Доктор Вагнер, образчик модернистского псевдоученого, создал эту тварь, лишенную каких-либо ощутимых материальных свойств, — это существо, единственной субстанцией которого является свет. Во время античной Вальпургиевой ночи гомункулус, стремясь к реальному существованию, отправляется на поиски Протея, который один лишь может вдохнуть в него жизнь. И он достигает своей цели, сочетаясь с этим многоликим богом.

Отделив эту метафору от ее примитивного смысла и вовсе не желая делать из Гёте Ностардамуса, можно сказать, что Мефистомельес сделал в кино огромный шаг к реальности существования, когда он белой магией своих трюков соединил современного гомункулуса с древним многоликим Протеем.

Автор многих Фаустов и по меньшей мере ста фильмов, которые могли бы быть объединены под одним названием «Человек-Протей»[117], создал трюки, которые сам он считал абракадаброй. Но эти его магические формулы в действительности положили основу синтаксиса киноязыка, основу средств выражения, которые позволили кино лучше какого-либо другого вида искусства отражать действительную жизнь.

Когда Мельес снимал оперы, например «Фауст» в 1904 году, он ничего не придумывал. Он просто снимал традиционные театральные представления с точки зрения «господина из партера». Возможно, что так же он поступал и с феериями.

Так что можно сказать (как это ни парадоксально), что Мельес был реалистом — он живописал театральную реальность, будь то опера или феерия прошлого века. Сейчас многим людям зрелого возраста фильмы Мельеса кажутся исполненными поэзии, потому что они восстанавливают в их памяти картины прошлого, столь очаровавшего их в детстве. Завтра их сыновья уже будут путать стиль Мельеса со стилем Дюфайеля. Но Мельес был велик в своем жанре, и это много значит, потому что в области белой магии он был чем-то вроде зеркала Калиостро, которое верно отражало целую эпоху и было неразрывно связано с ней.

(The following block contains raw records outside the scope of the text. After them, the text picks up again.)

//! `OptionalHeader::dll_characteristics` flags.

use bitflags::bitflags;

bitflags! {
    /// Grounded on `peplus::DllCharacteristics` (`headers.hpp`).
    #[derive(Debug, Clone, Copy, PartialEq, Eq)]
    pub struct DllCharacteristics: u16 {
        const DYNAMIC_BASE          = 0x0040;
        const FORCE_INTEGRITY       = 0x0080;
        const NX_COMPAT             = 0x0100;
        const NO_ISOLATION          = 0x0200;
        const NO_SEH                = 0x0400;
        const NO_BIND               = 0x0800;
        const WDM_DRIVER            = 0x2000;
        const TERMINAL_SERVER_AWARE = 0x8000;
    }
}
//! Little-endian scalar readers.
//!
//! Every multi-byte field on the wire is little-endian; this is the single
//! place that knows that, so no decoder can forget to normalise a field
//! (spec.md §9's "Endianness normalisation" design note).

pub(crate) fn u16(bytes: &[u8]) -> u16 {
    u16::from_le_bytes([bytes[0], bytes[1]])
}

pub(crate) fn u32(bytes: &[u8]) -> u32 {
    u32::from_le_bytes([bytes[0], bytes[1], bytes[2], bytes[3]])
}

pub(crate) fn u64(bytes: &[u8]) -> u64 {
    u64::from_le_bytes([
        bytes[0], bytes[1], bytes[2], bytes[3], bytes[4], bytes[5], bytes[6], bytes[7],
    ])
}
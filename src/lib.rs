//! A lazy, read-only parser for the PE/COFF executable image format.
//!
//! Nothing in a [`Image`] is decoded until it is asked for: headers are read
//! on first access, and every variable-length table (sections, imports,
//! exports, relocations, resources, TLS callbacks, exception unwind data) is
//! walked through a forward-only cursor (see [`cursor`]) rather than
//! collected up front.

mod characteristics;
mod consts;
mod cursor;
mod debug_dir;
mod dll_characteristics;
mod endian;
mod error;
mod export;
mod headers;
mod image;
mod import;
mod machine;
mod offset;
mod relocation;
mod resource;
mod section;
mod store;
mod subsystem;
mod tls;
mod unwind;

pub use characteristics::FileCharacteristics;
pub use consts::{
    DirectoryEntry, DOS_SIGNATURE, NT_SIGNATURE, NUMBEROF_DIRECTORY_ENTRIES, OPTIONAL_HDR32_MAGIC,
    OPTIONAL_HDR64_MAGIC,
};
pub use cursor::{EntryCursor, TransformCursor};
pub use debug_dir::DebugDirectory;
pub use dll_characteristics::DllCharacteristics;
pub use error::{PexpError, Result};
pub use export::{ExportDirectory, ExportInfo};
pub use headers::{DataDirectory, DosHeader, FileHeader, NtHeaders, OptionalHeader, OptionalHeaderFields};
pub use image::{
    to_image_offset, Bitness, ExportDirectoryFacade, FileImage, Image, ImageKind, ResolvesOffset,
    ResourceDirectoryEntryFacade, ResourceDirectoryFacade, VirtualImage,
};
pub use import::{ImportDescriptor, ImportEntry, ThunkData};
pub use machine::Machine;
pub use offset::{FileOffset, NativeOffset, Pointed, VirtualOffset};
pub use relocation::{BaseRelocation, RelocationEntry};
pub use resource::{ResourceDataEntry, ResourceDirectory, ResourceDirectoryEntry};
pub use section::{SectionFlags, SectionHeader};
pub use store::{ByteStore, RawPointerStore, SliceStore};
pub use subsystem::Subsystem;
pub use tls::{AnyTlsDirectory, TlsDirectory};
pub use unwind::{
    RuntimeFunction, UnwindCode, UnwindInfo, UNW_FLAG_CHAININFO, UNW_FLAG_EHANDLER, UNW_FLAG_NHANDLER,
    UNW_FLAG_UHANDLER,
};
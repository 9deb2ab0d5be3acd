//! Export directory (`IMAGE_EXPORT_DIRECTORY`).

use crate::endian;
use crate::error::{PexpError, Result};
use crate::offset::VirtualOffset;
use crate::offset::{NativeOffset, Pointed};
use crate::store::ByteStore;

pub(crate) const EXPORT_DIRECTORY_SIZE: usize = 40;

/// The export directory header.
#[derive(Debug, Clone, Copy, PartialEq, Eq)]
pub struct ExportDirectory {
    pub characteristics: u32,
    pub time_date_stamp: u32,
    pub major_version: u16,
    pub minor_version: u16,
    pub name: u32,
    pub base: u32,
    pub number_of_functions: u32,
    pub number_of_names: u32,
    pub address_of_functions: u32,
    pub address_of_names: u32,
    pub address_of_name_ordinals: u32,
}

pub(crate) fn read_export_directory<S: ByteStore, O: NativeOffset>(
    store: &S,
    offset: O,
) -> Result<ExportDirectory> {
    let mut buf = [0u8; EXPORT_DIRECTORY_SIZE];
    let got = store.read(offset.value() as u64, &mut buf);
    if got < buf.len() {
        return Err(PexpError::MalformedImage {
            offset: offset.value(),
            expected: buf.len(),
            got,
        });
    }
    Ok(ExportDirectory {
        characteristics: endian::u32(&buf[0..]),
        time_date_stamp: endian::u32(&buf[4..]),
        major_version: endian::u16(&buf[8..]),
        minor_version: endian::u16(&buf[10..]),
        name: endian::u32(&buf[12..]),
        base: endian::u32(&buf[16..]),
        number_of_functions: endian::u32(&buf[20..]),
        number_of_names: endian::u32(&buf[24..]),
        address_of_functions: endian::u32(&buf[28..]),
        address_of_names: endian::u32(&buf[32..]),
        address_of_name_ordinals: endian::u32(&buf[36..]),
    })
}

/// The result of resolving one export, by ordinal or by name.
#[derive(Debug, Clone, PartialEq, Eq)]
pub struct ExportInfo {
    pub name: Option<Pointed<VirtualOffset, String>>,
    pub ordinal: u32,
    pub address: VirtualOffset,
    pub name_ordinal: Option<u16>,
    pub is_forwarded: bool,
    pub forwarder_string: Option<Pointed<VirtualOffset, String>>,
}

/// Whether `fn_address` falls inside the export directory's own data
/// directory range — the only reliable way to tell an export entry apart
/// from a forwarder string RVA (`is_export_forwarded` in
/// `export_directory_facade.hpp`).
pub(crate) fn is_forwarded(fn_address: VirtualOffset, dir_begin: VirtualOffset, dir_size: u32) -> bool {
    let dir_end = dir_begin + dir_size as i64;
    dir_begin <= fn_address && fn_address < dir_end
}
//! Time-aware feature engineering
//!
//! Every derived value for a row is computed from that row and rows strictly
//! earlier in time, so no future information leaks into the past:
//!
//! - `lag_1`: previous day's cost (0 for the first row)
//! - `rolling_3` / `rolling_7`: mean cost over the prior 3 / 7 rows
//!   (the row's own cost until the window is full)
//! - `is_weekend`: 1 for Saturday and Sunday

mod dataset;
mod engineer;

#[cfg(test)]
mod tests;

pub use dataset::{split_index, TrainingSet, DEFAULT_TRAIN_RATIO, FEATURE_COLUMNS, TARGET};
pub use engineer::{
    engineer, is_weekend, lag_feature, trailing_mean, FeatureError, DERIVED_COLUMNS, IS_WEEKEND,
    LAG_1, ROLLING_3, ROLLING_7,
};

Итак, одно из достоинств Мельеса в том, что он отразил в кино театр. Но в этом и его ограниченность. Он мастер примитива, и этим он обязан своей верности принципу «экран-сцена». Эта творческая концепция гораздо тоньше концепции «натуры, схваченной на лету», Луи Люмьера, но в ней тот недостаток, что она возвращает кино в крохотную тюрьму эдисоновской «Черной Марии».

Мастерство Мельеса навязало его концепции французскому кино и нейтрализовало иностранные влияния, которые могли бы принести пользу, умерить строгость правил, усвоенных в Монтрэ, ибо эта строгость уже превращалась в отшельничество. Недостатки картин фирмы «Фильм д’ар», как мы увидим, во многом вытекали из ошибок Мельеса. Когда правила Мельеса применяются режиссерами, не обладающими его талантом, это приводит к созданию своего рода театральных консервов.

А тем временем, пока мэтр из Монтрэ заканчивает шедевр павильонных съемок — картину «Путешествие на луну», — англичане из Брайтонской школы применяют трюки в натурных съемках. В творчестве Люмьера они черпают неведомые ему самому богатства и тем самым начинают вырабатывать методы современного кино.